[[ ENTRIES SUPPLIED open ]]
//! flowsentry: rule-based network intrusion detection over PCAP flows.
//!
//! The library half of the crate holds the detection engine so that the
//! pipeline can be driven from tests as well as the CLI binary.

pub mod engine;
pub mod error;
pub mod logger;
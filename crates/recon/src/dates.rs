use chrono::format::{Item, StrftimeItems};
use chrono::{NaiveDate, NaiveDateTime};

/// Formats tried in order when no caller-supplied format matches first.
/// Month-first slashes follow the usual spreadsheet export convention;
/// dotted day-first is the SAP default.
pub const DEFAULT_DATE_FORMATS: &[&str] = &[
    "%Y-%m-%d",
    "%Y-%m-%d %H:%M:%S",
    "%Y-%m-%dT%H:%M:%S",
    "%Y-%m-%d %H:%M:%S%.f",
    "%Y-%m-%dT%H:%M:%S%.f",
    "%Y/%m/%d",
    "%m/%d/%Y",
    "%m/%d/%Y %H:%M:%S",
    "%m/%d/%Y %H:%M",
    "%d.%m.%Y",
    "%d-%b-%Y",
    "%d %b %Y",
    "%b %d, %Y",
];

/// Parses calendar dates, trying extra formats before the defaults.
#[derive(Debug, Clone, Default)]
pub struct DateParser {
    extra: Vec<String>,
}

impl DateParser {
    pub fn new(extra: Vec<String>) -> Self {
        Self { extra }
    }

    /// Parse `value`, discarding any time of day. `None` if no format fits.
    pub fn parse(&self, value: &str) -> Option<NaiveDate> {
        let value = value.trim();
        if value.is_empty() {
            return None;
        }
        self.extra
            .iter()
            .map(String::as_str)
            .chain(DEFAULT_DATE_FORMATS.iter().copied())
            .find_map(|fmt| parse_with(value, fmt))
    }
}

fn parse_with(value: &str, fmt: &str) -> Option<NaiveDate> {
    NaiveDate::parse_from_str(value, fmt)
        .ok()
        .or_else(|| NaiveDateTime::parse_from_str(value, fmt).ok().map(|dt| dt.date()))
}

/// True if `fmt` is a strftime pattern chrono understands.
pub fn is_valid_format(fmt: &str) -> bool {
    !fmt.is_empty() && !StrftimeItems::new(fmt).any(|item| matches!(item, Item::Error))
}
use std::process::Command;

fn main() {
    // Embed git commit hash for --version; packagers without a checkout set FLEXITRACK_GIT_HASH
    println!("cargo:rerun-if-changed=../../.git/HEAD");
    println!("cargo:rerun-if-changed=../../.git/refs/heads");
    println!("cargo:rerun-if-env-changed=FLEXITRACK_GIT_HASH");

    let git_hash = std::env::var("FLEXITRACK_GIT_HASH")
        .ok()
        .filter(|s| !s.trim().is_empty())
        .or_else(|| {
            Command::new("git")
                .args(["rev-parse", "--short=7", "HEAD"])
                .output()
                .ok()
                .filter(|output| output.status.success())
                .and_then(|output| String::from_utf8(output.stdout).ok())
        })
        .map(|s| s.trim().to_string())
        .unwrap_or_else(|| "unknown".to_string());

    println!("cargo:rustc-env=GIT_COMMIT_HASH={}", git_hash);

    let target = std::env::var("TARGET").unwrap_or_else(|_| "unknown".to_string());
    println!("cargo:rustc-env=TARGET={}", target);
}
[[ ENTRIES SUPPLIED closed ]]
[[ ENTRIES SUPPLIED open ]]
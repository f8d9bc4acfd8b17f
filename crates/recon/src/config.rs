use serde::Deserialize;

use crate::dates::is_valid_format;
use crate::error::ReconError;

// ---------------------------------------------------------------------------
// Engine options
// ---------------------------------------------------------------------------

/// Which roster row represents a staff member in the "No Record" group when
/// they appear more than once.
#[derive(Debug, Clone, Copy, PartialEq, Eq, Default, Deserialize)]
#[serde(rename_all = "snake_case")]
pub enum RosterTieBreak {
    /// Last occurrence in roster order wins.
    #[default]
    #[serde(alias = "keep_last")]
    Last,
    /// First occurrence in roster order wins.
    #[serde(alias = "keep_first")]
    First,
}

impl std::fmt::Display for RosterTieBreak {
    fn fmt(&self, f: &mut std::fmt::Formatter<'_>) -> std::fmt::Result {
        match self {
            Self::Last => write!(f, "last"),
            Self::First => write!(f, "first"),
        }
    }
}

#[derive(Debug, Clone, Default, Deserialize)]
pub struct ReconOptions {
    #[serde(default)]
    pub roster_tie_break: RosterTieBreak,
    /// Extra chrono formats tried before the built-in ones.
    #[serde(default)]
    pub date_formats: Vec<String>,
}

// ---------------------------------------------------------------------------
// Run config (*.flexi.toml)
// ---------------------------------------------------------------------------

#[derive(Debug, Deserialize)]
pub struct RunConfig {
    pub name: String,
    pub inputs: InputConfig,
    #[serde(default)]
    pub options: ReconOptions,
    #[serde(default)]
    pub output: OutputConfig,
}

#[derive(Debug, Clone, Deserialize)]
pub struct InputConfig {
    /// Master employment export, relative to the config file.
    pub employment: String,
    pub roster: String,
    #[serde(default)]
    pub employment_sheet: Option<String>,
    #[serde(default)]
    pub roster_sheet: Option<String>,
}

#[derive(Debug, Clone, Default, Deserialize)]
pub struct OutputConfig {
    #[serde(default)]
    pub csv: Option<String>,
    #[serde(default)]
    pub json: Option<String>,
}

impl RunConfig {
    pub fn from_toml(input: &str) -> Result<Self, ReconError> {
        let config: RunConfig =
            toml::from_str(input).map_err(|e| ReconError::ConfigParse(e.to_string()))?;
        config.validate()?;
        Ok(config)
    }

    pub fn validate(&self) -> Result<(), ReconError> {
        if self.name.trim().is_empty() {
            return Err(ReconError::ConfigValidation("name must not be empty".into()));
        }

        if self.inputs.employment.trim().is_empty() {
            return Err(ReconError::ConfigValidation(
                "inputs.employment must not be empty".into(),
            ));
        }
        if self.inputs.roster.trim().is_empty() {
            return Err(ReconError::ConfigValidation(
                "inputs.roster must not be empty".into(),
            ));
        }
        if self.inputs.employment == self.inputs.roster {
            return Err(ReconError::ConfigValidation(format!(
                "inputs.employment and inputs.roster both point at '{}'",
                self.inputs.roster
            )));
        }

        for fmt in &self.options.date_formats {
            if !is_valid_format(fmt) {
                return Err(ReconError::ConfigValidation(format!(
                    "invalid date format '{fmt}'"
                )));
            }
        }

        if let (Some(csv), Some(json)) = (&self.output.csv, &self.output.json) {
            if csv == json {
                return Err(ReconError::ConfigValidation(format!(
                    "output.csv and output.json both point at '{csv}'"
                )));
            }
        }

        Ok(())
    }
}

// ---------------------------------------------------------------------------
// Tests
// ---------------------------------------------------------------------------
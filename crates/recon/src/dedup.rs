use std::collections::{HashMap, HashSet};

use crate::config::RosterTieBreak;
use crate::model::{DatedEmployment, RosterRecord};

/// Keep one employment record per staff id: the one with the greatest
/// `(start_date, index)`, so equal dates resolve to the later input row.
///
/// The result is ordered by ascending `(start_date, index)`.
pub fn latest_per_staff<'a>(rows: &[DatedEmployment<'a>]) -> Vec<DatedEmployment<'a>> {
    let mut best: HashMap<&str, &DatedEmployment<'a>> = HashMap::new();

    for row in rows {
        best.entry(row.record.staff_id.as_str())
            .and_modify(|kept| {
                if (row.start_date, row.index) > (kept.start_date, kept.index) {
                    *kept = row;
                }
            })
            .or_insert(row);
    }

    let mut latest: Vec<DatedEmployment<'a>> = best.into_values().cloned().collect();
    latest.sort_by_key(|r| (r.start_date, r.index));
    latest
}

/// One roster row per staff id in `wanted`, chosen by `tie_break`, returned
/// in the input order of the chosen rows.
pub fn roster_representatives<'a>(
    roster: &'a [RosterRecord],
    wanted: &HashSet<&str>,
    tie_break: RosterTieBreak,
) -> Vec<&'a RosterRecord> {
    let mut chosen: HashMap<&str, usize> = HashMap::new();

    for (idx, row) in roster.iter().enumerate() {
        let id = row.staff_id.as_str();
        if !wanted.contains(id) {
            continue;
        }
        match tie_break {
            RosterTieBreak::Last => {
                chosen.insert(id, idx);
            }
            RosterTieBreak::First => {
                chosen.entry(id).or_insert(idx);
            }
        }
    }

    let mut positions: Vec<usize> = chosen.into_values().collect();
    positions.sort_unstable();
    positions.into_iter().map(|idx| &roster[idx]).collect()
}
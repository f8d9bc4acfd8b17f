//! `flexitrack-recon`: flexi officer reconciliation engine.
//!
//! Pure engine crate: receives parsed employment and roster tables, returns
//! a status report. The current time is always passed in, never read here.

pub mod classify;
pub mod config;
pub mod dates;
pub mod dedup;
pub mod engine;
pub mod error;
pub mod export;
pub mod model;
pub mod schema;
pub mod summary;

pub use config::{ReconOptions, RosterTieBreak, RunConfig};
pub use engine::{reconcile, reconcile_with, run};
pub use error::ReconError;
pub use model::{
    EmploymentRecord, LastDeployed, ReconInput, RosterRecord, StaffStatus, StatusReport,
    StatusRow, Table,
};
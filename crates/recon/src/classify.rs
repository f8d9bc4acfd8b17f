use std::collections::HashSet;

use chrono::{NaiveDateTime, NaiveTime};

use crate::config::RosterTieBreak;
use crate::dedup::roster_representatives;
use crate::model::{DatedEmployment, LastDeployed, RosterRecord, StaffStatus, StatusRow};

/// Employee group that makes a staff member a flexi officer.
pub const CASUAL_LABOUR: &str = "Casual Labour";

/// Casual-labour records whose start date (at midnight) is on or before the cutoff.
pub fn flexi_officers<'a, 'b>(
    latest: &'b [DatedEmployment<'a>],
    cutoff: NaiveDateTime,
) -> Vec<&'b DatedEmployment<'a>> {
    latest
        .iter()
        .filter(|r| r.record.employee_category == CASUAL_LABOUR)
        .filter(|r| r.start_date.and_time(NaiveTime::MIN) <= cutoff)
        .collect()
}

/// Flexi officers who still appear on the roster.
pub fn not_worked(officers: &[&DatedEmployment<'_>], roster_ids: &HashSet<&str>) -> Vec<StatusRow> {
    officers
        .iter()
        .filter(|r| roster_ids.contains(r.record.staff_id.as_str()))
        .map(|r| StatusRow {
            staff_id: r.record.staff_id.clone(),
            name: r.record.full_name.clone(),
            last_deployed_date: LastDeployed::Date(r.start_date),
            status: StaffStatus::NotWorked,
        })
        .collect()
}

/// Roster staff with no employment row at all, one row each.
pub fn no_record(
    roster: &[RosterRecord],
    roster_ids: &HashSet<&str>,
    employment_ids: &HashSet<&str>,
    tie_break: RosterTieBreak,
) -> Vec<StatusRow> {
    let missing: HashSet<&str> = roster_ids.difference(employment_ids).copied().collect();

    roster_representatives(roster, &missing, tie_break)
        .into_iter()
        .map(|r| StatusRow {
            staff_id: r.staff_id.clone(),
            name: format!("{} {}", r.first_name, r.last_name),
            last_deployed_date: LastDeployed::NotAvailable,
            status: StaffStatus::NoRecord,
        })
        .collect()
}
[[ ENTRIES SUPPLIED closed ]]
[[ ENTRIES SUPPLIED open ]]
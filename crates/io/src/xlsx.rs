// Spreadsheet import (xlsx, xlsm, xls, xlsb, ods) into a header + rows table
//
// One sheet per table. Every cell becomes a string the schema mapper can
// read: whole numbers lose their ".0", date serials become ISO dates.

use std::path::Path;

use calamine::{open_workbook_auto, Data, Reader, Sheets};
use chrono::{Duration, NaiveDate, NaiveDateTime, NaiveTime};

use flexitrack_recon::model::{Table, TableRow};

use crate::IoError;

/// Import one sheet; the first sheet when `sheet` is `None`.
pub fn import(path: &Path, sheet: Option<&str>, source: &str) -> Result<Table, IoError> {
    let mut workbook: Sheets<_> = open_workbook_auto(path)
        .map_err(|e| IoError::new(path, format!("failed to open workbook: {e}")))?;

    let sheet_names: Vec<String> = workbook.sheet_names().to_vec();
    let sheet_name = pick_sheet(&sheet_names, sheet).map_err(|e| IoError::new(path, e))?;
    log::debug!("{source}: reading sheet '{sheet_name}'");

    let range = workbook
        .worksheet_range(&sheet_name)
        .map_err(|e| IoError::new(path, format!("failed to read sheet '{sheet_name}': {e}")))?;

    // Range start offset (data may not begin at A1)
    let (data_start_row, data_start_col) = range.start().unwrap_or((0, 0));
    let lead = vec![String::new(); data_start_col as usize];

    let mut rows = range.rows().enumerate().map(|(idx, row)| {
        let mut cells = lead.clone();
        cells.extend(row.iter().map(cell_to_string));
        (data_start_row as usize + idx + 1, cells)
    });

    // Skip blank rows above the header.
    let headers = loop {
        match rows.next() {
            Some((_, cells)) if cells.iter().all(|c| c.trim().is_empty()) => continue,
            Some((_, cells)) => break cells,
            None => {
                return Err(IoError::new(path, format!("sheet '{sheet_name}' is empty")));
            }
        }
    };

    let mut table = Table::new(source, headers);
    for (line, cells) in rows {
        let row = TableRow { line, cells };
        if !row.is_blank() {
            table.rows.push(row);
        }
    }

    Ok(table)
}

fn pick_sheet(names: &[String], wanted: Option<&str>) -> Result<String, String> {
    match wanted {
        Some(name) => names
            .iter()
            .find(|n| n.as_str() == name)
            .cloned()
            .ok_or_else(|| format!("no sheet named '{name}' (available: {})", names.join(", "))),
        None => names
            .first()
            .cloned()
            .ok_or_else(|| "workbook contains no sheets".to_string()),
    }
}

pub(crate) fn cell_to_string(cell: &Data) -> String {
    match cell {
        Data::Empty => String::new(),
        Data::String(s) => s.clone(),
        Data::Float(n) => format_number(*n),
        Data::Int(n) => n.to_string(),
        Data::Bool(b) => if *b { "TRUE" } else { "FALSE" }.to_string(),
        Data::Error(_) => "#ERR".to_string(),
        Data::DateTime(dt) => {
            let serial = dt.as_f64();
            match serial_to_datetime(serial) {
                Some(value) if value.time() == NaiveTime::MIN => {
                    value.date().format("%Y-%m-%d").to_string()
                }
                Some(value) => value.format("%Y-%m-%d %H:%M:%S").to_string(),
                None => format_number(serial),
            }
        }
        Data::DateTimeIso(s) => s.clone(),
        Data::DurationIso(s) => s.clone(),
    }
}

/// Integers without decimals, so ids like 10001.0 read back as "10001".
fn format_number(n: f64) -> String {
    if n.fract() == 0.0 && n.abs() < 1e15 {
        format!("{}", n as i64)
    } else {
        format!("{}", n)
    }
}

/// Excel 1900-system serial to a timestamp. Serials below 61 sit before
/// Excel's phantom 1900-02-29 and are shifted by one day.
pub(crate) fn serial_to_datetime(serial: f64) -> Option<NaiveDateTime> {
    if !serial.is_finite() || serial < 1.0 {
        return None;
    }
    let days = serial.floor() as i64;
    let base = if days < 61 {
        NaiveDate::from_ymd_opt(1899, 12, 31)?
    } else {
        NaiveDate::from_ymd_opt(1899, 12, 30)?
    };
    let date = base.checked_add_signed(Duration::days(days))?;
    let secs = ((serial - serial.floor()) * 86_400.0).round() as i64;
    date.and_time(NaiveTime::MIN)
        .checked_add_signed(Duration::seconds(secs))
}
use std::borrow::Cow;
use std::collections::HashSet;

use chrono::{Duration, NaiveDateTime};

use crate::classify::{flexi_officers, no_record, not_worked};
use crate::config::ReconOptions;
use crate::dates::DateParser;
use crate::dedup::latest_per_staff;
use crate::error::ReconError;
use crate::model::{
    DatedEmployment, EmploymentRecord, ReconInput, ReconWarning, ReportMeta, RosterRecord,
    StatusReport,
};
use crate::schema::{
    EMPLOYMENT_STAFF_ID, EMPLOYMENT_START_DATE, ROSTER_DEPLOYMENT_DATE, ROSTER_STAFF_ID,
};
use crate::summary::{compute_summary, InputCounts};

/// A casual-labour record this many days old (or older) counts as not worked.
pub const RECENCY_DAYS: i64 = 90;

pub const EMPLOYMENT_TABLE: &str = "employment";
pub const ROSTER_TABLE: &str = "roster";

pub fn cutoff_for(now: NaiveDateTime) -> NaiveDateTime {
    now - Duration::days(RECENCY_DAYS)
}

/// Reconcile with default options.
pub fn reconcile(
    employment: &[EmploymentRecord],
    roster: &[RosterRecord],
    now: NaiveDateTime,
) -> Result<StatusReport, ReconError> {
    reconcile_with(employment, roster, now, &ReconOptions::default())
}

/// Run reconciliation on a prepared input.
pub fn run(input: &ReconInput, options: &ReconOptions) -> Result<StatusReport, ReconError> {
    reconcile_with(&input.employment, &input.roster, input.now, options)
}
[[ ENTRIES SUPPLIED closed ]]
EXERCISE BRIEF:
Copy each line of the listing that carries the word "rerun".

TASK SOLUTION:
    println!("cargo:rerun-if-changed=../../.git/HEAD");
    println!("cargo:rerun-if-changed=../../.git/refs/heads");
    println!("cargo:rerun-if-env-changed=FLEXITRACK_GIT_HASH");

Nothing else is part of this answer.